Dot came to our Service of Healing and Wholeness the next Sunday and brought her daughter and her two sisters with her. I recall worrying that the service might giver her unrealistic expectations regarding her diagnosis.
After receiving the bread and cup of the Eucharist, Dot made her way to one of the stations where she could be anointed and prayed for. I watched her and said my own prayers for her.
Weeks and months passed and Dot’s health steadily declined. Finally, she entered hospice care at her daughter’s home. The associate pastor and I took turns visiting with her and praying with her. Each week Dot would greet me in a very weak voice, but she would say, “I have some things on my heart that God wants me to tell you.” Each week this quiet and introverted lady would tell me something incredibly profound and prophetic. It was obvious that she and God were communing closely during these last days of her life.
One day she said, “God wants me to tell you to quit worrying so much about you children’s behavior in church. Spend more time playing with them and less time disciplining them and things will go just fine.” I wondered if my family had put her up to that, but I never forgot it.

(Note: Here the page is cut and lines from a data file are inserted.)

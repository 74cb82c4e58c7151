pub mod ledger;
pub mod store;

pub use ledger::{CooldownDecision, CooldownLedger, CooldownPeriods};
pub use store::{
    JsonUserStore, MemoryUserStore, RequestAttempt, UserCooldownRecord, UserStore,
};

/// A command-issuing user, as seen at the public boundary.
///
/// Viewers arrive as display names; the ledger keys records by a normalized
/// form (trimmed, ASCII-lowercased) so casing and stray whitespace cannot
/// mint duplicate records. The backing store assigns a durable numeric id on
/// first contact.
#[derive(Debug, Clone, PartialEq, Eq)]
pub struct Identity {
    key: String,
    display_name: String,
}

impl Identity {
    /// Parse a raw display name; returns `None` for blank input.
    pub fn parse(raw: &str) -> Option<Self> {
        let display_name = raw.trim();
        if display_name.is_empty() {
            return None;
        }
        Some(Self {
            key: display_name.to_ascii_lowercase(),
            display_name: display_name.to_string(),
        })
    }

    /// Stable ledger key
    pub fn key(&self) -> &str {
        &self.key
    }

    /// Name as the user typed it
    pub fn display_name(&self) -> &str {
        &self.display_name
    }
}
use crate::config::ClassifierConfig;
use crate::error::{ClassifierError, Result};
use crate::events::{Broadcaster, OverlayEvent};
use crate::health::{HealthState, HealthStateStore, PixelClassifier, PixelSample, Rgb};
use std::sync::Arc;
use tracing::{debug, info, warn};

/// Screenshot analysis pipeline: decode the submitted frame, probe the three
/// configured bar positions, classify, and publish a `state-changed` event
/// when the stored state actually moves.
pub struct ScreenshotAnalyzer {
    positions: [(u32, u32); 3],
    classifier: PixelClassifier,
    store: Arc<HealthStateStore>,
    broadcaster: Arc<dyn Broadcaster>,
}

impl ScreenshotAnalyzer {
    pub fn new(
        config: &ClassifierConfig,
        store: Arc<HealthStateStore>,
        broadcaster: Arc<dyn Broadcaster>,
    ) -> Self {
        Self {
            positions: config.sample_positions,
            classifier: PixelClassifier::from_config(config),
            store,
            broadcaster,
        }
    }

    /// Classify a submitted screenshot and broadcast on change.
    ///
    /// Returns the resulting health state. Concurrent submissions are safe;
    /// the compare-and-set on the store guarantees at most one broadcast per
    /// actual transition.
    pub async fn submit_screenshot(&self, image_bytes: &[u8]) -> Result<HealthState> {
        let sample = self.sample_pixels(image_bytes)?;

        let previous = self.store.get();
        let state = self.classifier.classify(&sample, previous);

        if self.store.compare_and_set(state) {
            info!(health_state = %state, "Health state updated");
            if let Err(e) = self
                .broadcaster
                .publish(OverlayEvent::StateChanged {
                    health_state: state,
                })
                .await
            {
                // Best-effort fan-out; the stored state is already current
                warn!("Failed to broadcast state change: {}", e);
            }
        } else {
            debug!(health_state = %state, "Health state unchanged");
        }

        Ok(state)
    }

    /// Decode the frame and pull the three probe colors
    fn sample_pixels(&self, image_bytes: &[u8]) -> std::result::Result<PixelSample, ClassifierError> {
        if image_bytes.is_empty() {
            return Err(ClassifierError::EmptyBody);
        }

        let image = image::load_from_memory(image_bytes)?.to_rgb8();
        let (width, height) = image.dimensions();

        let mut probes = [Rgb::new(0, 0, 0); 3];
        for (probe, &(x, y)) in probes.iter_mut().zip(self.positions.iter()) {
            let pixel = image
                .get_pixel_checked(x, y)
                .ok_or(ClassifierError::SampleOutOfBounds {
                    x,
                    y,
                    width,
                    height,
                })?;
            *probe = Rgb::new(pixel[0], pixel[1], pixel[2]);
        }

        Ok(PixelSample {
            outer: probes[0],
            middle: probes[1],
            inner: probes[2],
        })
    }
}
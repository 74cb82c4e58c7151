use anyhow::Result;
use clap::Parser;
use std::path::PathBuf;
use std::sync::Arc;
use std::time::Duration;
use tracing::{error, info};
use vitalcast::{
    Broadcaster, CommandDispatcher, CooldownLedger, EventBus, HealthStateStore, JsonUserStore,
    RelayServer, ScreenshotAnalyzer, TwitchTokenService, UserStore, VitalcastConfig,
};

#[derive(Parser, Debug)]
#[command(name = "vitalcast")]
#[command(about = "Overlay relay for health-state broadcasts and cooldown-gated viewer commands")]
#[command(version)]
#[command(long_about = "Relays a health state classified from periodic game screenshots to \
connected overlay viewers, and forwards viewer-issued commands once they clear a per-user \
cooldown. A CRITICAL health state bypasses the cooldown gate.")]
struct Args {
    /// Path to configuration file
    #[arg(short, long, default_value = "vitalcast.toml", help = "Path to TOML configuration file")]
    config: String,

    /// Enable debug logging (most verbose)
    #[arg(short, long, help = "Enable debug level logging")]
    debug: bool,

    /// Enable verbose logging (info level)
    #[arg(short, long, help = "Enable verbose info level logging")]
    verbose: bool,

    /// Enable quiet mode (errors only)
    #[arg(short, long, help = "Enable quiet mode - only log errors")]
    quiet: bool,

    /// Validate configuration and exit
    #[arg(long, help = "Validate configuration file and exit without starting the server")]
    validate_config: bool,

    /// Print default configuration and exit
    #[arg(long, help = "Print default configuration in TOML format and exit")]
    print_config: bool,

    /// Override log format (json, pretty, compact)
    #[arg(long, value_name = "FORMAT", help = "Log output format: json, pretty, or compact")]
    log_format: Option<String>,
}

#[tokio::main]
async fn main() -> Result<()> {
    let args = Args::parse();

    if args.print_config {
        print_default_config();
        return Ok(());
    }

    init_logging(&args)?;

    info!("Starting vitalcast v{}", env!("CARGO_PKG_VERSION"));
    info!("Configuration file: {}", args.config);

    let config = match VitalcastConfig::load_from_file(&args.config) {
        Ok(config) => config,
        Err(e) => {
            error!("Failed to load configuration: {}", e);
            return Err(e.into());
        }
    };

    if args.validate_config {
        match config.validate() {
            Ok(()) => {
                println!("✓ Configuration is valid");
                return Ok(());
            }
            Err(e) => {
                eprintln!("✗ Configuration validation failed: {}", e);
                std::process::exit(1);
            }
        }
    }

    config.validate().map_err(|e| {
        error!("Configuration validation failed: {}", e);
        e
    })?;

    // Wire the core: one health cell, one event bus, one ledger, all
    // injected by reference rather than living as hidden globals.
    let storage_path = PathBuf::from(&config.storage.path);

    let event_bus = Arc::new(EventBus::new(config.system.event_bus_capacity));
    let broadcaster: Arc<dyn Broadcaster> = Arc::clone(&event_bus) as Arc<dyn Broadcaster>;
    let health_state = Arc::new(HealthStateStore::new());

    let user_store: Arc<dyn UserStore> =
        Arc::new(JsonUserStore::load(storage_path.join("users.json")).await?);
    let ledger = CooldownLedger::new(user_store, &config.cooldown);

    let analyzer = Arc::new(ScreenshotAnalyzer::new(
        &config.classifier,
        Arc::clone(&health_state),
        Arc::clone(&broadcaster),
    ));
    let dispatcher = Arc::new(CommandDispatcher::new(
        Arc::clone(&health_state),
        ledger,
        broadcaster,
        Duration::from_millis(config.system.op_timeout_ms),
    ));
    let tokens = Arc::new(TwitchTokenService::new(
        config.twitch.clone(),
        storage_path.join("tokens.json"),
    )?);

    let server = RelayServer::builder()
        .config(config.server.clone())
        .analyzer(analyzer)
        .dispatcher(dispatcher)
        .tokens(tokens)
        .event_bus(event_bus)
        .health_state(health_state)
        .build()?;

    server.start().await.map_err(|e| {
        error!("Server error during execution: {}", e);
        e
    })?;

    info!("vitalcast exited cleanly");
    Ok(())
}

fn init_logging(args: &Args) -> Result<()> {
    use tracing_subscriber::{layer::SubscriberExt, util::SubscriberInitExt, EnvFilter, fmt, Layer};

    let log_level = if args.debug {
        "debug"
    } else if args.verbose {
        "info"
    } else if args.quiet {
        "error"
    } else {
        "warn"
    };

    let env_filter = EnvFilter::try_from_default_env()
        .unwrap_or_else(|_| EnvFilter::new(format!("vitalcast={}", log_level)));

    let fmt_layer = match args.log_format.as_deref() {
        Some("json") => fmt::layer()
            .json()
            .with_target(true)
            .with_thread_ids(true)
            .with_file(true)
            .with_line_number(true)
            .boxed(),
        Some("compact") => fmt::layer()
            .compact()
            .with_target(false)
            .with_thread_ids(false)
            .with_file(false)
            .with_line_number(false)
            .boxed(),
        Some("pretty") | None => fmt::layer()
            .pretty()
            .with_target(true)
            .with_thread_ids(args.debug)
            .with_file(args.debug)
            .with_line_number(args.debug)
            .boxed(),
        Some(format) => {
            eprintln!("Warning: Unknown log format '{}', using default", format);
            fmt::layer()
                .with_target(true)
                .with_thread_ids(args.debug)
                .with_file(args.debug)
                .with_line_number(args.debug)
                .boxed()
        }
    };

    tracing_subscriber::registry()
        .with(fmt_layer)
        .with(env_filter)
        .init();

    Ok(())
}

/// Print default configuration in TOML format
fn print_default_config() {
    println!("# Vitalcast Configuration File");
    println!("# Defaults for all available options");
    println!();

    match toml::to_string_pretty(&VitalcastConfig::default()) {
        Ok(rendered) => println!("{}", rendered),
        Err(e) => eprintln!("Failed to render default configuration: {}", e),
    }
}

One day she said, “I never told you about my healing, did I?” I was perplexed. She proceeded, “It happened that night at church when those kind people put oil on my forehead and prayed for me. I was so anxious and afraid of facing this journey with cancer and I needed God to give me peace and reassurance. When they prayed for me, peace flooded me and has not left me since. God gave me what I needed and I am so blessed.”
What areas of your life need healing?
God meet us here at the place of our deepest need. We need to come with a posture of openness and a level of vulnerability that we are not accustomed to having.
Parker Palmer said that for years he lived in denial about his depression but it kept following him around shouting at his back, throwing rocks and hitting him until he hurt. One day he turned around and said, “What do you want from me?” In acknowledging this deep need, he began to find wholeness.
At the basic level of why we pray is that we believe in the God who loves us. God meets us here as we come with open hearts.